• _Work to be completed_: Starting with the line containing "Health check endpoints" and going on through the line containing "use chrono::Utc;", return the lines of the data below exactly, and only those.

········

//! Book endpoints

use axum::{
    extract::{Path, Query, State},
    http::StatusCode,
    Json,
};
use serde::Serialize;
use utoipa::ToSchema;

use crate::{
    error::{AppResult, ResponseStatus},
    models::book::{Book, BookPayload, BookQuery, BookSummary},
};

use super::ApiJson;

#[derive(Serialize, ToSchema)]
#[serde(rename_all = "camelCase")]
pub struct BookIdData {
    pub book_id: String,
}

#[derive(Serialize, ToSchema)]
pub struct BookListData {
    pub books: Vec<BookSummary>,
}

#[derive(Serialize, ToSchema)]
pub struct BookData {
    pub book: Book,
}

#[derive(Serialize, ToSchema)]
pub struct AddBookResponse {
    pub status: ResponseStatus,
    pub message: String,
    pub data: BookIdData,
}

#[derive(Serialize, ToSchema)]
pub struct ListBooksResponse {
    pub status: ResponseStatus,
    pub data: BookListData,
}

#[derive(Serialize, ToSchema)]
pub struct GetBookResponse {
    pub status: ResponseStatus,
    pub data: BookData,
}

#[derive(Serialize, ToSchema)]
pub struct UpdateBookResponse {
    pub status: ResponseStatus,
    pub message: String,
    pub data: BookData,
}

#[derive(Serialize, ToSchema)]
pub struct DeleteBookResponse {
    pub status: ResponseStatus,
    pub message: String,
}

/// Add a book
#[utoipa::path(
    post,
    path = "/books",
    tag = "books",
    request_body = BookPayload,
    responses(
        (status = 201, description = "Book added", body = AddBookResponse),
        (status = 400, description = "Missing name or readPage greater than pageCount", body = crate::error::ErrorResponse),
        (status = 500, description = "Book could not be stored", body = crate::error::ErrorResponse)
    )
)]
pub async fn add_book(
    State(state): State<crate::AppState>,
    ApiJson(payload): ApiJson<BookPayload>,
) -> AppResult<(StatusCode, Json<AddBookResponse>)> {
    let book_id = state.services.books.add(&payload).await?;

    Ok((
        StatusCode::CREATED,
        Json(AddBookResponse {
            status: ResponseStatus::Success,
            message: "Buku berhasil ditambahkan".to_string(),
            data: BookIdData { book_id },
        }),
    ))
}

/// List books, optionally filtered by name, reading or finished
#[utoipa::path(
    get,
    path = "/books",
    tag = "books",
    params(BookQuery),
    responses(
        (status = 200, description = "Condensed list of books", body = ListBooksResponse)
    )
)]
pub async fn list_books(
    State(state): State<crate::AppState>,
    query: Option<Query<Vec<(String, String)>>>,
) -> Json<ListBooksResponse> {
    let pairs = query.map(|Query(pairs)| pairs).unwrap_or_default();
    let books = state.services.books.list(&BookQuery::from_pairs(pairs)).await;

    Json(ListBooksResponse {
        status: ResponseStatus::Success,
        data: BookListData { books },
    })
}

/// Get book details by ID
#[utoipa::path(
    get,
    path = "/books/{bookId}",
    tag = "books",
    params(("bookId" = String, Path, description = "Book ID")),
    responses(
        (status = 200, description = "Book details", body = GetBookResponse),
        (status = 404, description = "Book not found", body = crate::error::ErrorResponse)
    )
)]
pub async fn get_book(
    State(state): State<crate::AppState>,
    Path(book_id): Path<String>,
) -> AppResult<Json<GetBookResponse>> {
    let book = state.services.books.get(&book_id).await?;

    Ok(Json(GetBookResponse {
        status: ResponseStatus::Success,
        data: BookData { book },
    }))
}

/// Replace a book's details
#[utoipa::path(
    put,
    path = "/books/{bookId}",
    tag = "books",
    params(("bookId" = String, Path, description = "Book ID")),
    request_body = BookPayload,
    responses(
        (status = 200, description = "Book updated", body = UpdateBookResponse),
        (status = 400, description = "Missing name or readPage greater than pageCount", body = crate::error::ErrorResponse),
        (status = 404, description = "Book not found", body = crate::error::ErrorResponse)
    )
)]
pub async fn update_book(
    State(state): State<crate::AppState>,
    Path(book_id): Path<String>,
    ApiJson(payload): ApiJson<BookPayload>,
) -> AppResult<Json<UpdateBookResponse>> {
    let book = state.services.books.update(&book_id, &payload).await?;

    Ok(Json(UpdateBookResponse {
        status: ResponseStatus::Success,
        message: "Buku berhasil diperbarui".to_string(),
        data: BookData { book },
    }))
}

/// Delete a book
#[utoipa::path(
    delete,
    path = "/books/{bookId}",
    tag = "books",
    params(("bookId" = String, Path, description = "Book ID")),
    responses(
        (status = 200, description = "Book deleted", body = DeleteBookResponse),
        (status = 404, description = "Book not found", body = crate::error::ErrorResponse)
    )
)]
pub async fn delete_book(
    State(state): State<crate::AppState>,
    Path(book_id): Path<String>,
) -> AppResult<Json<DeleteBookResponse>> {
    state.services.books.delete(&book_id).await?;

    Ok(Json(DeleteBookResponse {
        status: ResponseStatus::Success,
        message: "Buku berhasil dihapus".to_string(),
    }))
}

········

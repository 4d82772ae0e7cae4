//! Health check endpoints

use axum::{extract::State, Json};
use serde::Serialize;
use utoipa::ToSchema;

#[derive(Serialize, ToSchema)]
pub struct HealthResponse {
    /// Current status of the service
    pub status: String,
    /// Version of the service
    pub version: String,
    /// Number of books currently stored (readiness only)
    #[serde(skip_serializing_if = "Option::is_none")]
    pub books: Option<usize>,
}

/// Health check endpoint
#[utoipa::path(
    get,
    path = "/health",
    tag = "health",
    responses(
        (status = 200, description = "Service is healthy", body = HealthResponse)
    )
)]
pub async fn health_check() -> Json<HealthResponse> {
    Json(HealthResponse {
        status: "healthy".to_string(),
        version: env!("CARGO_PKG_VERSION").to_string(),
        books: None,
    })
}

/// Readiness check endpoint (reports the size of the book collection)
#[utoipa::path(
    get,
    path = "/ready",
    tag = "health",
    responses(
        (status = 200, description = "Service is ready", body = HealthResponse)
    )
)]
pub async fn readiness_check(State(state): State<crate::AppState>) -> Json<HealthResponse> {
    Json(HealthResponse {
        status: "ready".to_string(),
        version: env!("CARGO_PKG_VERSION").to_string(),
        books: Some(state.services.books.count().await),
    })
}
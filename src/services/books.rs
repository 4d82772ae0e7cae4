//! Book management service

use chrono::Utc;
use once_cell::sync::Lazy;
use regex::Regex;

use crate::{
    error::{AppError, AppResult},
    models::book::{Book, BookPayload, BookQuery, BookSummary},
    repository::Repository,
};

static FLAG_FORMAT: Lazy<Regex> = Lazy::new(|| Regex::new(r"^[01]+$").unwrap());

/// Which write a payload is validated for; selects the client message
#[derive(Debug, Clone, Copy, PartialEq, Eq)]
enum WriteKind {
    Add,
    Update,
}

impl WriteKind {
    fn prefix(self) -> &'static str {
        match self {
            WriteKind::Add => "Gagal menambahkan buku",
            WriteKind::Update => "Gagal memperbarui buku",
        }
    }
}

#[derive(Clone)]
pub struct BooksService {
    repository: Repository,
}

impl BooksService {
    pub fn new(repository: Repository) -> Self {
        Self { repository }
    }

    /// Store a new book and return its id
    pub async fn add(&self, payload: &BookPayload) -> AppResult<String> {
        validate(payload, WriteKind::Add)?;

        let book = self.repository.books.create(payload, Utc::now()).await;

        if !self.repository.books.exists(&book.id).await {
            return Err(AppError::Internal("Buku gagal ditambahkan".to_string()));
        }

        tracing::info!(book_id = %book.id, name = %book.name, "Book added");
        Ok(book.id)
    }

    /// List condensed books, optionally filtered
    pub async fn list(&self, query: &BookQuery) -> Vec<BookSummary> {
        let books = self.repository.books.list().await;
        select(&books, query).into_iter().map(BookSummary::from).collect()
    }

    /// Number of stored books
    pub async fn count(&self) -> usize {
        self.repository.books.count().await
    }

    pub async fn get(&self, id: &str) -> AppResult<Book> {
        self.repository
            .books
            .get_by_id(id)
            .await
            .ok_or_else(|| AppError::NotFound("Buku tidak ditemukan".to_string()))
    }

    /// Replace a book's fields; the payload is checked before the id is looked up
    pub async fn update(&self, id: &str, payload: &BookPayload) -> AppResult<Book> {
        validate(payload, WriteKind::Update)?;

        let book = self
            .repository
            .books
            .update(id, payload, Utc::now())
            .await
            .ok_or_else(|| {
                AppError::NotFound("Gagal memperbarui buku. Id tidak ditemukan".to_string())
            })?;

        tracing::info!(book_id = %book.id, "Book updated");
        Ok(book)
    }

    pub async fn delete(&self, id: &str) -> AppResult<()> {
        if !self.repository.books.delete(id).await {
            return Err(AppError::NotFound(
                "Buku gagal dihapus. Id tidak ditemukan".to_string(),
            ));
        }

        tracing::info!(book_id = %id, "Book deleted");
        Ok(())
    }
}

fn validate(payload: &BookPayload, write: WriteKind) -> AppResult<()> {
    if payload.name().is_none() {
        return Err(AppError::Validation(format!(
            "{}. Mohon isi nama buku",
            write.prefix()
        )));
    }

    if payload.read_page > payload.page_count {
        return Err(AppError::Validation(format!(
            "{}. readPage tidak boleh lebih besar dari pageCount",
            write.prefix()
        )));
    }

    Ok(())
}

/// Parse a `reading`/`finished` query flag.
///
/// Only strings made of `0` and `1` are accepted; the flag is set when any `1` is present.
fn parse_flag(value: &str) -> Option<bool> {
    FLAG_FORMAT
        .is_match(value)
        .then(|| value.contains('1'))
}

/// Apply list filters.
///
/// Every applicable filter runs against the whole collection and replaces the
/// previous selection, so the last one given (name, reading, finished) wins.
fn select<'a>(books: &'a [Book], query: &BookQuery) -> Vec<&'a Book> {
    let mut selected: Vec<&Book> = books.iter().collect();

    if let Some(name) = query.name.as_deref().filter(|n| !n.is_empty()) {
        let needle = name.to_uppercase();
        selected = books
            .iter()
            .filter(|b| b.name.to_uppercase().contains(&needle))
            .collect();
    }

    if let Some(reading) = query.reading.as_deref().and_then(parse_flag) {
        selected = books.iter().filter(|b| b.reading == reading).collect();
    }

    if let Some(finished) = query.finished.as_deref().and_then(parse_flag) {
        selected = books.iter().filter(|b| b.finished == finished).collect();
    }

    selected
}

········

• _Task solution_:
//! Health check endpoints

use axum::{extract::State, Json};
use serde::Serialize;
use utoipa::ToSchema;

#[derive(Serialize, ToSchema)]
pub struct HealthResponse {
    /// Current status of the service
    pub status: String,
    /// Version of the service
    pub version: String,
    /// Number of books currently stored (readiness only)
    #[serde(skip_serializing_if = "Option::is_none")]
    pub books: Option<usize>,
}

/// Health check endpoint
#[utoipa::path(
    get,
    path = "/health",
    tag = "health",
    responses(
        (status = 200, description = "Service is healthy", body = HealthResponse)
    )
)]
pub async fn health_check() -> Json<HealthResponse> {
    Json(HealthResponse {
        status: "healthy".to_string(),
        version: env!("CARGO_PKG_VERSION").to_string(),
        books: None,
    })
}

/// Readiness check endpoint (reports the size of the book collection)
#[utoipa::path(
    get,
    path = "/ready",
    tag = "health",
    responses(
        (status = 200, description = "Service is ready", body = HealthResponse)
    )
)]
pub async fn readiness_check(State(state): State<crate::AppState>) -> Json<HealthResponse> {
    Json(HealthResponse {
        status: "ready".to_string(),
        version: env!("CARGO_PKG_VERSION").to_string(),
        books: Some(state.services.books.count().await),
    })
}
filename src/services/books.rs
repository 4d82772ae0e7cae4
//! Book management service

use chrono::Utc;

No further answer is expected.